LAYAR NEWS, MAKASSAR – Perusahaan energi penyedia BBM di Indonesia, termasuk Pertamina, Shell, AKR, dan Vivo, serempak menaikkan harga jual BBM non subsidi pada awal Agustus 2024.
Penyesuaian harga ini dilakukan mengacu pada tren harga minyak dunia atau Indonesian Crude Price (ICP) serta nilai tukar Rupiah terhadap Dolar AS.
Pertamina menyatakan bahwa penetapan harga sudah sesuai dengan regulasi yang diatur dalam Kepmen ESDM Nomor 245.62/K/12/MEM/2020 tentang formulasi harga BBM non subsidi.
Anggota Komite Badan Pengatur Hilir Minyak dan Gas Bumi (BPH Migas), Basuki Trikora Putra, menjelaskan bahwa penetapan harga BBM non subsidi oleh badan usaha mempertimbangkan berbagai faktor, seperti kondisi pertumbuhan ekonomi, sektor industri, daya beli masyarakat, serta kelangsungan bisnis badan usaha tersebut.
Basuki menambahkan bahwa banyak variabel yang mempengaruhi harga BBM, termasuk harga minyak dunia, rata-rata produk minyak olahan (Mean of Platts Singapore/MOPS), inflasi, hingga nilai tukar Rupiah.

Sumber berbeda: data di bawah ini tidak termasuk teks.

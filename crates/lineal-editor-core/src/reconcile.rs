//! Keyed reconciliation of line nodes against the buffer.
//!
//! Line nodes are stamped with the `LineId` of the buffer line they render
//! and a hash of their rendered content:
//! - Nodes whose id is still in the buffer are kept, moved into position if
//!   needed, and re-rendered only when the hash changed or their text no
//!   longer matches the buffer
//! - Buffer lines without a node get a new node at the right position
//! - Nodes whose id is gone (or that carry no id) are removed
//!
//! The gutter is rebuilt afterwards from the measured line heights.

use std::collections::{HashMap, HashSet};

use crate::platform::{RenderSurface, SurfaceError};
use crate::render::{LineContext, LineRenderer, render_line};
use crate::text::{LineBuffer, LineId};
use crate::types::LogicalSelection;

/// What a reconciliation pass did.
#[derive(Clone, Copy, Debug, Default, PartialEq, Eq)]
pub struct ReconcileStats {
    /// Existing nodes left untouched.
    pub kept: usize,
    /// Existing nodes whose content was replaced.
    pub updated: usize,
    pub created: usize,
    pub removed: usize,
}

impl ReconcileStats {
    /// Whether the pass changed any line node.
    pub fn is_noop(&self) -> bool {
        self.updated == 0 && self.created == 0 && self.removed == 0
    }
}

/// Bring the surface's line nodes in line with `buffer`.
pub fn reconcile_lines<S: RenderSurface + ?Sized>(
    surface: &mut S,
    buffer: &LineBuffer,
    renderer: Option<&dyn LineRenderer>,
    selection: Option<LogicalSelection>,
) -> Result<ReconcileStats, SurfaceError> {
    let mut stats = ReconcileStats::default();
    let live: HashSet<LineId> = buffer.lines().map(|(id, _)| id).collect();

    // Pool existing nodes by id. Unknown, missing and duplicate ids go.
    let mut pool: HashMap<LineId, S::Node> = HashMap::new();
    for node in surface.line_nodes() {
        match surface.line_id_of(&node) {
            Some(id) if live.contains(&id) && !pool.contains_key(&id) => {
                pool.insert(id, node);
            }
            _ => {
                surface.remove_line(&node)?;
                stats.removed += 1;
            }
        }
    }

    let mut cursor = surface.line_nodes().into_iter().next();

    for (index, (id, text)) in buffer.lines().enumerate() {
        let ctx = LineContext { index, selection };
        let content = render_line(renderer, text, &ctx);
        let hash = content.content_hash();

        match pool.remove(&id) {
            Some(node) => {
                if cursor.as_ref() == Some(&node) {
                    cursor = surface.next_line_node(&node);
                } else {
                    tracing::trace!(target: "lineal::reconcile", %id, index, "moving line node");
                    surface.move_line(&node, cursor.as_ref())?;
                }

                let unchanged = surface.content_hash_of(&node) == Some(hash)
                    && surface.line_text(&node).as_deref() == Some(content.plain_text().as_str());
                if unchanged {
                    stats.kept += 1;
                } else {
                    surface.update_line(&node, &content, hash)?;
                    stats.updated += 1;
                }
            }
            None => {
                surface.create_line(id, &content, hash, cursor.as_ref())?;
                stats.created += 1;
            }
        }
    }

    let heights: Vec<f64> = surface
        .line_nodes()
        .iter()
        .map(|node| surface.line_height(node))
        .collect();
    surface.rebuild_gutter(&heights)?;

    tracing::trace!(
        target: "lineal::reconcile",
        kept = stats.kept,
        updated = stats.updated,
        created = stats.created,
        removed = stats.removed,
        "reconciled lines"
    );
    Ok(stats)
}

#[cfg(test)]
mod tests {
    use super::*;
    use crate::config::EditorConfig;
    use crate::memory::MemoryDom;
    use crate::render::{LineContent, RenderNode};

    fn build(dom: &mut MemoryDom, buffer: &LineBuffer) -> ReconcileStats {
        reconcile_lines(dom, buffer, None, None).unwrap()
    }

    #[test]
    fn test_initial_build_creates_every_line() {
        let mut dom = MemoryDom::new();
        let buffer = LineBuffer::from_text("abc\n\ndef");
        let stats = build(&mut dom, &buffer);
        assert_eq!(stats.created, 3);
        insta::assert_snapshot!(dom.dump(), @r"
abc
<br>
def
");
    }

    #[test]
    fn test_second_build_is_a_noop() {
        let mut dom = MemoryDom::new();
        let buffer = LineBuffer::from_text("one\ntwo\nthree");
        build(&mut dom, &buffer);
        let before = dom.line_nodes();
        let stats = build(&mut dom, &buffer);
        assert!(stats.is_noop());
        assert_eq!(stats.kept, 3);
        assert_eq!(dom.line_nodes(), before);
        assert_eq!(dom.line_texts(), vec!["one", "two", "three"]);
    }

    #[test]
    fn test_insert_keeps_existing_nodes() {
        let mut dom = MemoryDom::new();
        let mut buffer = LineBuffer::from_text("a\nb\nc");
        build(&mut dom, &buffer);
        let before = dom.line_nodes();

        buffer.new_line(0);
        let stats = build(&mut dom, &buffer);
        assert_eq!(
            stats,
            ReconcileStats {
                kept: 3,
                updated: 0,
                created: 1,
                removed: 0,
            }
        );
        let after = dom.line_nodes();
        assert_eq!(after.len(), 4);
        assert_eq!(after[0], before[0]);
        assert_eq!(after[2], before[1]);
        assert_eq!(after[3], before[2]);
    }

    #[test]
    fn test_edit_and_remove() {
        let mut dom = MemoryDom::new();
        let mut buffer = LineBuffer::from_text("a\nb\nc");
        build(&mut dom, &buffer);

        buffer.insert_text(2, 1, "!");
        buffer.remove_line(0);
        let stats = build(&mut dom, &buffer);
        assert_eq!(
            stats,
            ReconcileStats {
                kept: 1,
                updated: 1,
                created: 0,
                removed: 1,
            }
        );
        assert_eq!(dom.line_texts(), vec!["b", "c!"]);
    }

    #[test]
    fn test_replaced_document_rebuilds_all() {
        let mut dom = MemoryDom::new();
        let mut buffer = LineBuffer::from_text("a\nb");
        build(&mut dom, &buffer);
        buffer.set_text("a\nb");
        let stats = build(&mut dom, &buffer);
        assert_eq!(stats.removed, 2);
        assert_eq!(stats.created, 2);
    }

    #[test]
    fn test_duplicate_ids_are_dropped() {
        let mut dom = MemoryDom::new();
        let buffer = LineBuffer::from_text("x");
        let id = buffer.line_id(0).unwrap();
        let content = LineContent::from("x");
        let hash = content.content_hash();
        dom.create_line(id, &content, hash, None).unwrap();
        dom.create_line(id, &content, hash, None).unwrap();

        let stats = build(&mut dom, &buffer);
        assert_eq!(stats.removed, 1);
        assert_eq!(stats.kept, 1);
        assert_eq!(dom.line_texts(), vec!["x"]);
    }

    #[test]
    fn test_renderer_output_is_materialised() {
        let mut dom = MemoryDom::new();
        let buffer = LineBuffer::from_text("let x\n");
        let renderer = |text: &str, ctx: &LineContext| {
            if ctx.index == 0 {
                LineContent::Nodes(vec![
                    RenderNode::span(Some("kw"), &text[..3]),
                    RenderNode::text(&text[3..]),
                ])
            } else {
                LineContent::from(text)
            }
        };
        reconcile_lines(&mut dom, &buffer, Some(&renderer), None).unwrap();
        insta::assert_snapshot!(dom.dump(), @r#"
<span class="kw">let</span> x
<br>
"#);
    }

    #[test]
    fn test_gutter_follows_line_heights() {
        let config = EditorConfig {
            wrap: true,
            ..EditorConfig::default()
        };
        let mut dom = MemoryDom::with_config(&config).with_wrap_columns(4);
        let buffer = LineBuffer::from_text("abcdefghij\nab\n");
        build(&mut dom, &buffer);
        insta::assert_snapshot!(dom.gutter_dump(), @"1:48 2:16 3:16");

        dom.set_wrap(false).unwrap();
        build(&mut dom, &buffer);
        insta::assert_snapshot!(dom.gutter_dump(), @"1:16 2:16 3:16");
    }
}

Kenaikan harga BBM non subsidi, menurutnya, dapat memberikan dampak positif terhadap kinerja keuangan perusahaan.
Ekonom senior Ryan Kiryanto juga menegaskan pentingnya penyesuaian harga BBM non subsidi oleh Pertamina untuk menjaga kondisi keuangan perusahaan. Menurutnya, meskipun harga minyak dunia melonjak sejak Maret 2024, Pertamina masih menahan kenaikan harga, sementara SPBU swasta sudah menyesuaikan tarifnya.
“Penyesuaian ini diperlukan untuk menjaga cash flow perusahaan dan keberlanjutan suplai BBM ke depan,” ujarnya.
Meskipun BBM non subsidi tidak ditujukan untuk masyarakat bawah, kenaikan harga ini tetap dikhawatirkan akan mempengaruhi perekonomian secara langsung maupun tidak langsung.
Ekonom Universitas Hasanuddin, Andi Nur Bau Massepe, menambahkan bahwa dampak kenaikan harga BBM non subsidi terhadap badan usaha belum dapat dipastikan dalam jangka pendek.
“Banyak variabel yang berperan, termasuk efisiensi operasional dan sumber daya manusia di perusahaan,” terangnya.